Michaël Fribourg, at the head of the group of the same name that bought out Chargeurs from Jérôme Seydoux in 2015, set up his culture division by buying Leach, a major English graphics studio, and then Design & Products, an American platform for integrated solutions for museums ( project management, interior design, scenography, engineering) with clients such as the Ronald Reagan Presidential Library and Museum, the Georges W. Bush Presidential Center, the Jimmy Carter Library and Museum, the National Museum of the Marine Corps, the National Museum of African American History and culture or the National September 11 Memorial Museum.

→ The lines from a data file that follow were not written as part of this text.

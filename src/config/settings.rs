// ==========================================
// 库存分配引擎 - 分配设置
// ==========================================
// 职责: 调用方（设置界面）提交的设置对象
// 结构: { priorities, models, targets, ratios }
// ==========================================

use crate::domain::selection::TargetSelection;
use crate::domain::sku::{ModelSetting, SkuCatalog};
use crate::domain::types::ReservationSource;
use serde::{Deserialize, Deserializer, Serialize};
use std::collections::BTreeMap;
use thiserror::Error;

/// 比例总和的容差
const RATIO_SUM_EPSILON: f64 = 1e-6;

/// 设置校验错误
#[derive(Error, Debug, Clone, PartialEq)]
pub enum SettingsError {
    #[error("未配置分配比例")]
    MissingRatios,

    #[error("分配比例之和必须为100: 当前={sum}")]
    RatioSumInvalid { sum: f64 },

    #[error("分配比例无效: {name}={value}")]
    RatioValueInvalid { name: &'static str, value: f64 },
}

// ==========================================
// PrioritySettings - 预约来源开关
// ==========================================
// 界面可能提交开关（true/false）或优先级序号（1/2/3）
// 序号只表示该来源启用；层级顺序固定为 开售接收 → 卖场接收 → 预约网站
#[derive(Debug, Clone, PartialEq, Eq, Serialize, Deserialize)]
#[serde(rename_all = "camelCase")]
pub struct PrioritySettings {
    #[serde(default = "enabled", deserialize_with = "priority_flag")]
    pub on_sale_receipt: bool,

    #[serde(default = "enabled", deserialize_with = "priority_flag")]
    pub yard_receipt: bool,

    #[serde(default = "enabled", deserialize_with = "priority_flag")]
    pub reservation_site: bool,
}

fn enabled() -> bool {
    true
}

#[derive(Deserialize)]
#[serde(untagged)]
enum PriorityValue {
    Flag(bool),
    Rank(f64),
    Missing(()),
}

fn priority_flag<'de, D>(deserializer: D) -> Result<bool, D::Error>
where
    D: Deserializer<'de>,
{
    Ok(match PriorityValue::deserialize(deserializer)? {
        PriorityValue::Flag(flag) => flag,
        PriorityValue::Rank(_) => true,
        PriorityValue::Missing(()) => enabled(),
    })
}

impl Default for PrioritySettings {
    fn default() -> Self {
        Self {
            on_sale_receipt: true,
            yard_receipt: true,
            reservation_site: true,
        }
    }
}

impl PrioritySettings {
    pub fn is_enabled(&self, source: ReservationSource) -> bool {
        match source {
            ReservationSource::OnSaleReceipt => self.on_sale_receipt,
            ReservationSource::YardReceipt => self.yard_receipt,
            ReservationSource::ReservationSite => self.reservation_site,
        }
    }
}

// ==========================================
// RatioWeights - 按比例分配的四项权重（百分比）
// ==========================================
#[derive(Debug, Clone, Copy, PartialEq, Serialize, Deserialize)]
#[serde(rename_all = "camelCase")]
pub struct RatioWeights {
    pub turnover_rate: f64,
    pub store_count: f64,
    pub remaining_inventory: f64,
    pub sales_volume: f64,
}

impl RatioWeights {
    pub fn total(&self) -> f64 {
        self.turnover_rate + self.store_count + self.remaining_inventory + self.sales_volume
    }

    /// 校验: 每项非负有限，总和为 100
    pub fn validate(&self) -> Result<(), SettingsError> {
        let named = [
            ("turnoverRate", self.turnover_rate),
            ("storeCount", self.store_count),
            ("remainingInventory", self.remaining_inventory),
            ("salesVolume", self.sales_volume),
        ];
        for (name, value) in named {
            if !value.is_finite() || value < 0.0 {
                return Err(SettingsError::RatioValueInvalid { name, value });
            }
        }

        let sum = self.total();
        if (sum - 100.0).abs() > RATIO_SUM_EPSILON {
            return Err(SettingsError::RatioSumInvalid { sum });
        }
        Ok(())
    }
}

// ==========================================
// AssignmentSettings - 设置对象
// ==========================================
#[derive(Debug, Clone, Default, PartialEq, Serialize, Deserialize)]
#[serde(rename_all = "camelCase")]
pub struct AssignmentSettings {
    #[serde(default)]
    pub priorities: PrioritySettings,

    /// skuKey → 机型配置
    #[serde(default)]
    pub models: BTreeMap<String, ModelSetting>,

    #[serde(default)]
    pub targets: TargetSelection,

    /// 按比例分配时必填
    #[serde(default)]
    pub ratios: Option<RatioWeights>,
}

impl AssignmentSettings {
    pub fn sku_catalog(&self) -> SkuCatalog {
        SkuCatalog::from_models(&self.models)
    }

    /// 获取并校验比例
    pub fn validated_ratios(&self) -> Result<RatioWeights, SettingsError> {
        let ratios = self.ratios.ok_or(SettingsError::MissingRatios)?;
        ratios.validate()?;
        Ok(ratios)
    }
}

CMS then integrated the London-based MET Studio, which excels at immersive experiences, and designed the Mobilités Pavilion, designed by Norman Foster for the Dubai World’s Fair. Finally, he came into contact with the Dutch Hypsos, well established in the Gulf, which produces scale models, and the English Event Communications, which focuses on the planning and design of museum projects.

100 million turnover

Ultimately, CMS brings all business expertise together and exceeds a turnover of more than 100 million euros, of which 40% is generated by US institutions. It targets 150 to 200 million euros in 2023 and an operating margin of more than 10%. “And of our 750 employees – talents from National Geographic or the BBC, experienced in telling stories for a large audience, but also designers, 3D modellers, hygrometry specialists, master planners, etc. – we find many French expats abroad because we use our museum skills,” explains Michaël Friborg.

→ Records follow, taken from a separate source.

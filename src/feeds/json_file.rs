// ==========================================
// 库存分配引擎 - 本地 JSON 文件数据源
// ==========================================
// 文件布局（与接口路径一致）:
//   {data_dir}/reservation-data/on-sale-receipt.json
//   {data_dir}/reservation-data/yard-receipt.json
//   {data_dir}/reservation-data/reservation-site.json
//   {data_dir}/agents.json
//   {data_dir}/stores.json
// ==========================================

use crate::domain::agent::{Agent, Store};
use crate::domain::reservation::ReservationItem;
use crate::domain::types::ReservationSource;
use crate::feeds::error::{FeedError, FeedResult};
use crate::feeds::payload::{ReservationEnvelope, StoresPayload};
use crate::feeds::DataFeed;
use async_trait::async_trait;
use serde::de::DeserializeOwned;
use std::path::{Path, PathBuf};
use tracing::{debug, instrument};

pub const AGENTS_FILE: &str = "agents.json";
pub const STORES_FILE: &str = "stores.json";

#[derive(Debug, Clone)]
pub struct JsonFileFeed {
    data_dir: PathBuf,
}

impl JsonFileFeed {
    pub fn new(data_dir: impl Into<PathBuf>) -> Self {
        Self {
            data_dir: data_dir.into(),
        }
    }

    pub fn data_dir(&self) -> &Path {
        &self.data_dir
    }

    /// 某一来源的文件路径
    pub fn reservation_path(&self, source: ReservationSource) -> PathBuf {
        self.data_dir.join(format!("{}.json", source.feed_path()))
    }

    async fn read_json<T: DeserializeOwned>(path: &Path) -> FeedResult<T> {
        let bytes = tokio::fs::read(path).await.map_err(|source| FeedError::Io {
            path: path.to_path_buf(),
            source,
        })?;
        serde_json::from_slice(&bytes).map_err(|source| FeedError::Parse {
            path: path.to_path_buf(),
            source,
        })
    }
}

#[async_trait]
impl DataFeed for JsonFileFeed {
    #[instrument(skip(self), fields(dir = %self.data_dir.display()))]
    async fn fetch_reservations(&self, source: ReservationSource) -> FeedResult<Vec<ReservationItem>> {
        let path = self.reservation_path(source);
        let envelope: ReservationEnvelope = Self::read_json(&path).await?;
        debug!(source = %source, count = envelope.data.len(), "读取预约数据");

        Ok(envelope
            .data
            .into_iter()
            .map(|item| item.with_source(source))
            .collect())
    }

    #[instrument(skip(self), fields(dir = %self.data_dir.display()))]
    async fn fetch_agents(&self) -> FeedResult<Vec<Agent>> {
        let agents: Vec<Agent> = Self::read_json(&self.data_dir.join(AGENTS_FILE)).await?;
        debug!(count = agents.len(), "读取人员花名册");
        Ok(agents)
    }

    #[instrument(skip(self), fields(dir = %self.data_dir.display()))]
    async fn fetch_stores(&self) -> FeedResult<Vec<Store>> {
        let payload: StoresPayload = Self::read_json(&self.data_dir.join(STORES_FILE)).await?;
        let stores = payload.into_stores();
        debug!(count = stores.len(), "读取门店列表");
        Ok(stores)
    }
}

In view of the many museums in France, how do you explain the lack of CMS there? “France, despite being the world leader in luxury, has not measured the extent to which museums are one of the areas of experiential luxury. The latter are lagging behind in the visitor experience compared to their US or Gulf counterparts who have invested massively. The National Heritage of Washington will spend half a billion dollars on it in four years, and a quarter is reserved for us. The Brooklyn Museum, of which I am the only European board member, can raise 50 million in 48 hours,” explains the manager, who serves 300 museums as far as Hong Kong and Singapore, with an order book full for four years.

According to him, French museums, which are essentially public, remain too focused on the improvement of works, which they feel speak for themselves, or on architectural gestures such as the Vuitton Foundation or the Bourse de Commerce de la Pinault Collection.

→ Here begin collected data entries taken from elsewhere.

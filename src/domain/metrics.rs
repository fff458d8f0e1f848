// ==========================================
// 库存分配引擎 - 业务指标
// ==========================================
// 职责: 每个 (人员, SKU) 的四项原始指标，供按比例分配打分
// ==========================================

use crate::domain::sku::SkuKey;
use serde::{Deserialize, Serialize};
use std::collections::HashMap;

// ==========================================
// AgentSkuMetrics - 原始指标
// ==========================================
#[derive(Debug, Clone, Default, PartialEq, Serialize, Deserialize)]
#[serde(rename_all = "camelCase")]
pub struct AgentSkuMetrics {
    pub agent_id: String,
    pub model: String,
    pub color: String,

    /// 周转率
    #[serde(default)]
    pub turnover_rate: f64,

    /// 门店数
    #[serde(default)]
    pub store_count: f64,

    /// 销量
    #[serde(default)]
    pub sales_volume: f64,

    /// 当前库存
    #[serde(default)]
    pub current_stock: f64,
}

impl AgentSkuMetrics {
    /// 剩余库存指标 = 销量 − 当前库存（越接近断货/超卖越大）
    pub fn remaining_inventory(&self) -> f64 {
        self.sales_volume - self.current_stock
    }

    pub fn sku_key(&self) -> SkuKey {
        SkuKey::new(&self.model, &self.color)
    }
}

// ==========================================
// MetricsTable - 按 (人员, SKU) 索引
// ==========================================
#[derive(Debug, Clone, Default)]
pub struct MetricsTable {
    rows: HashMap<(String, SkuKey), AgentSkuMetrics>,
}

impl MetricsTable {
    /// 构建索引；同一 (人员, SKU) 重复时后者覆盖前者
    pub fn from_rows(rows: &[AgentSkuMetrics]) -> Self {
        let rows = rows
            .iter()
            .map(|m| ((m.agent_id.clone(), m.sku_key()), m.clone()))
            .collect();
        Self { rows }
    }

    pub fn get(&self, agent_id: &str, sku: &SkuKey) -> Option<&AgentSkuMetrics> {
        self.rows.get(&(agent_id.to_string(), sku.clone()))
    }

    pub fn len(&self) -> usize {
        self.rows.len()
    }

    pub fn is_empty(&self) -> bool {
        self.rows.is_empty()
    }
}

“In Latin Europe, museums are not yet perceived as premium brands, unlike those in Northern Europe that have found their profitability. However, there is global, geopolitical, economic, cultural competition from museums: we must not fall victim to a drop-out”, warns Michaël Fribourg.

Reorganization at Chargeurs

Chargeurs, which was acquired by the Friborg family group in 2015, is being realigned around three strategic business areas: technologies, luxury and diversification to reflect the acceleration of its value creation strategy. The former includes Chargeurs Protective Films and Chargeurs PCC Fashion Technologies, global leaders in technology niches and services. The second brings together Chargeurs Luxury Materials, Chargeurs Museum Solutions, Chargeurs Healthcare Solutions and Swaine, key players in the new luxury categories. The third brings together the future minority interests, financial or strategic, of the Group, which aims to achieve a turnover of one billion euros by 2025.